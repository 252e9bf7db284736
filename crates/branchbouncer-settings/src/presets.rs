use crate::resolve::ResolvedSettings;
use branchbouncer_domain::{RuleParameters, RuleSelection};
use branchbouncer_types::RuleFamily;

pub const DEFAULT_PROFILE: &str = "recommended";

/// Preset profiles are opinionated defaults.
///
/// All presets share the same parameter values; they only differ in which rules start enabled.
pub fn preset(profile: &str) -> Option<ResolvedSettings> {
    let selection = match profile {
        "recommended" => RuleSelection::none()
            .with(RuleFamily::AccountAge, true)
            .with(RuleFamily::PrChanges, true),
        "strict" => RuleSelection::all(),
        "open" => RuleSelection::none(),
        _ => return None,
    };

    Some(ResolvedSettings {
        profile: profile.to_string(),
        selection,
        params: default_params(),
    })
}

pub fn profile_names() -> &'static [&'static str] {
    &["recommended", "strict", "open"]
}

fn default_params() -> RuleParameters {
    RuleParameters {
        account_age_days: 730,
        min_changes: 500,
        min_repos: 3,
        blocked_paths: "package.json, .github/workflows/".to_string(),
    }
}

#[cfg(test)]
mod tests {
    use super::*;

    #[test]
    fn every_listed_profile_resolves() {
        for name in profile_names() {
            let resolved = preset(name).unwrap();
            assert_eq!(resolved.profile, *name);
        }
    }

    #[test]
    fn recommended_enables_account_age_and_pr_changes() {
        let resolved = preset(DEFAULT_PROFILE).unwrap();
        let enabled: Vec<_> = resolved.selection.enabled().collect();
        assert_eq!(enabled, vec![RuleFamily::AccountAge, RuleFamily::PrChanges]);
        assert_eq!(resolved.params.account_age_days, 730);
        assert_eq!(resolved.params.min_changes, 500);
    }

    #[test]
    fn unknown_profile_is_none() {
        assert!(preset("paranoid").is_none());
    }
}
//! Property-based tests for the domain crate.
//!
//! These tests use proptest to verify invariants around:
//! - entry count and canonical ordering of compiled documents
//! - determinism of compilation
//! - blocked path parsing

use crate::compile::compile;
use crate::model::{RuleParameters, RuleSelection, parse_blocked_paths};
use branchbouncer_types::RuleFamily;
use proptest::prelude::*;

// ============================================================================
// Strategies
// ============================================================================

fn arb_selection() -> impl Strategy<Value = RuleSelection> {
    (any::<bool>(), any::<bool>(), any::<bool>(), any::<bool>()).prop_map(
        |(account_age, pr_changes, repo_count, protected_paths)| RuleSelection {
            account_age,
            pr_changes,
            repo_count,
            protected_paths,
        },
    )
}

/// Path-ish segments without commas.
fn arb_segment() -> impl Strategy<Value = String> {
    prop::string::string_regex("[ ]{0,2}[a-z./_-]{0,12}[ ]{0,2}").unwrap()
}

fn arb_blocked_paths() -> impl Strategy<Value = String> {
    prop::collection::vec(arb_segment(), 0..6).prop_map(|segments| segments.join(","))
}

fn arb_params() -> impl Strategy<Value = RuleParameters> {
    (
        any::<i64>(),
        any::<i64>(),
        any::<i64>(),
        arb_blocked_paths(),
    )
        .prop_map(
            |(account_age_days, min_changes, min_repos, blocked_paths)| RuleParameters {
                account_age_days,
                min_changes,
                min_repos,
                blocked_paths,
            },
        )
}

/// Toggle sequence: the final state of each flag is what matters, not the order of toggles.
fn arb_toggles() -> impl Strategy<Value = Vec<(usize, bool)>> {
    prop::collection::vec((0usize..4, any::<bool>()), 0..16)
}

// ============================================================================
// Properties
// ============================================================================

proptest! {
    #[test]
    fn entry_count_matches_enabled_flags(selection in arb_selection(), params in arb_params()) {
        let doc = compile(&selection, &params);
        prop_assert_eq!(doc.rules.len(), selection.enabled_count());
    }

    #[test]
    fn entries_follow_canonical_family_order(
        toggles in arb_toggles(),
        params in arb_params(),
    ) {
        let mut selection = RuleSelection::none();
        for (idx, enabled) in toggles {
            selection.set(RuleFamily::ALL[idx], enabled);
        }

        let doc = compile(&selection, &params);
        let families: Vec<RuleFamily> = doc.families().collect();
        let mut sorted = families.clone();
        sorted.sort();
        prop_assert_eq!(&families, &sorted);

        let expected: Vec<RuleFamily> = selection.enabled().collect();
        prop_assert_eq!(families, expected);
    }

    #[test]
    fn compile_is_deterministic(selection in arb_selection(), params in arb_params()) {
        prop_assert_eq!(compile(&selection, &params), compile(&selection, &params));
    }

    #[test]
    fn parsed_paths_are_trimmed_and_non_empty(input in arb_blocked_paths()) {
        for path in parse_blocked_paths(&input) {
            prop_assert!(!path.is_empty());
            prop_assert_eq!(path.trim(), path.as_str());
            prop_assert!(!path.contains(','));
        }
    }

    #[test]
    fn parsed_paths_preserve_order(input in arb_blocked_paths()) {
        let expected: Vec<String> = input
            .split(',')
            .map(|s| s.trim().to_string())
            .filter(|s| !s.is_empty())
            .collect();
        prop_assert_eq!(parse_blocked_paths(&input), expected);
    }

    #[test]
    fn no_rules_without_flags(params in arb_params()) {
        prop_assert!(compile(&RuleSelection::none(), &params).is_empty());
    }
}
use crate::ids;
use std::fmt;

/// One of the four supported protection checks.
///
/// `ALL` is the canonical order: the configuration document always lists enabled entries in
/// this order.
#[derive(Clone, Copy, Debug, PartialEq, Eq, PartialOrd, Ord, Hash)]
pub enum RuleFamily {
    AccountAge,
    PrChanges,
    RepoCount,
    ProtectedPaths,
}

impl RuleFamily {
    pub const ALL: [RuleFamily; 4] = [
        RuleFamily::AccountAge,
        RuleFamily::PrChanges,
        RuleFamily::RepoCount,
        RuleFamily::ProtectedPaths,
    ];

    /// ID used for toggling the family (`account-age`).
    pub fn rule_id(self) -> &'static str {
        match self {
            RuleFamily::AccountAge => ids::RULE_ACCOUNT_AGE,
            RuleFamily::PrChanges => ids::RULE_PR_CHANGES,
            RuleFamily::RepoCount => ids::RULE_REPO_COUNT,
            RuleFamily::ProtectedPaths => ids::RULE_PROTECTED_PATHS,
        }
    }

    /// ID written into the configuration document (`account-age-min`).
    pub fn entry_id(self) -> &'static str {
        match self {
            RuleFamily::AccountAge => ids::ENTRY_ACCOUNT_AGE_MIN,
            RuleFamily::PrChanges => ids::ENTRY_PR_TOTAL_CHANGES_MIN,
            RuleFamily::RepoCount => ids::ENTRY_PUBLIC_REPO_MIN,
            RuleFamily::ProtectedPaths => ids::ENTRY_PROTECTED_PATHS,
        }
    }

    pub fn from_rule_id(id: &str) -> Option<Self> {
        Self::ALL.into_iter().find(|f| f.rule_id() == id)
    }

    pub fn from_entry_id(id: &str) -> Option<Self> {
        Self::ALL.into_iter().find(|f| f.entry_id() == id)
    }

    /// Accepts either a rule ID or an entry ID.
    pub fn lookup(id: &str) -> Option<Self> {
        Self::from_rule_id(id).or_else(|| Self::from_entry_id(id))
    }

    /// Whether the family is parameterized by a single integer threshold.
    pub fn is_threshold(self) -> bool {
        !matches!(self, RuleFamily::ProtectedPaths)
    }
}

impl fmt::Display for RuleFamily {
    fn fmt(&self, f: &mut fmt::Formatter<'_>) -> fmt::Result {
        f.write_str(self.rule_id())
    }
}
use crate::archive::ArchiveEntry;
use crate::error::PackagingError;
use flate2::Compression;
use flate2::write::GzEncoder;

pub(crate) fn write(entries: &[ArchiveEntry<'_>]) -> Result<Vec<u8>, PackagingError> {
    let mut encoder = GzEncoder::new(Vec::new(), Compression::default());
    {
        let mut builder = tar::Builder::new(&mut encoder);

        for entry in entries {
            let data = entry.contents.as_bytes();
            let mut header = tar::Header::new_gnu();
            header.set_entry_type(tar::EntryType::Regular);
            header.set_size(data.len() as u64);
            header.set_mode(0o644);
            header.set_mtime(0);
            builder
                .append_data(&mut header, entry.path, data)
                .map_err(|source| PackagingError::Entry {
                    path: entry.path.to_string(),
                    source,
                })?;
        }

        builder.finish()?;
    }
    Ok(encoder.finish()?)
}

What needs to be done: Leave out every line after the one with "assert_eq!(resolved.params.account_age_days, 730);". Reproduce the material above exactly from its first line through that line.

Response to the task:
repository 252e9bf7db284736
filename crates/branchbouncer-settings/src/presets.rs
use crate::resolve::ResolvedSettings;
use branchbouncer_domain::{RuleParameters, RuleSelection};
use branchbouncer_types::RuleFamily;

pub const DEFAULT_PROFILE: &str = "recommended";

/// Preset profiles are opinionated defaults.
///
/// All presets share the same parameter values; they only differ in which rules start enabled.
pub fn preset(profile: &str) -> Option<ResolvedSettings> {
    let selection = match profile {
        "recommended" => RuleSelection::none()
            .with(RuleFamily::AccountAge, true)
            .with(RuleFamily::PrChanges, true),
        "strict" => RuleSelection::all(),
        "open" => RuleSelection::none(),
        _ => return None,
    };

    Some(ResolvedSettings {
        profile: profile.to_string(),
        selection,
        params: default_params(),
    })
}

pub fn profile_names() -> &'static [&'static str] {
    &["recommended", "strict", "open"]
}

fn default_params() -> RuleParameters {
    RuleParameters {
        account_age_days: 730,
        min_changes: 500,
        min_repos: 3,
        blocked_paths: "package.json, .github/workflows/".to_string(),
    }
}

#[cfg(test)]
mod tests {
    use super::*;

    #[test]
    fn every_listed_profile_resolves() {
        for name in profile_names() {
            let resolved = preset(name).unwrap();
            assert_eq!(resolved.profile, *name);
        }
    }

    #[test]
    fn recommended_enables_account_age_and_pr_changes() {
        let resolved = preset(DEFAULT_PROFILE).unwrap();
        let enabled: Vec<_> = resolved.selection.enabled().collect();
        assert_eq!(enabled, vec![RuleFamily::AccountAge, RuleFamily::PrChanges]);
        assert_eq!(resolved.params.account_age_days, 730);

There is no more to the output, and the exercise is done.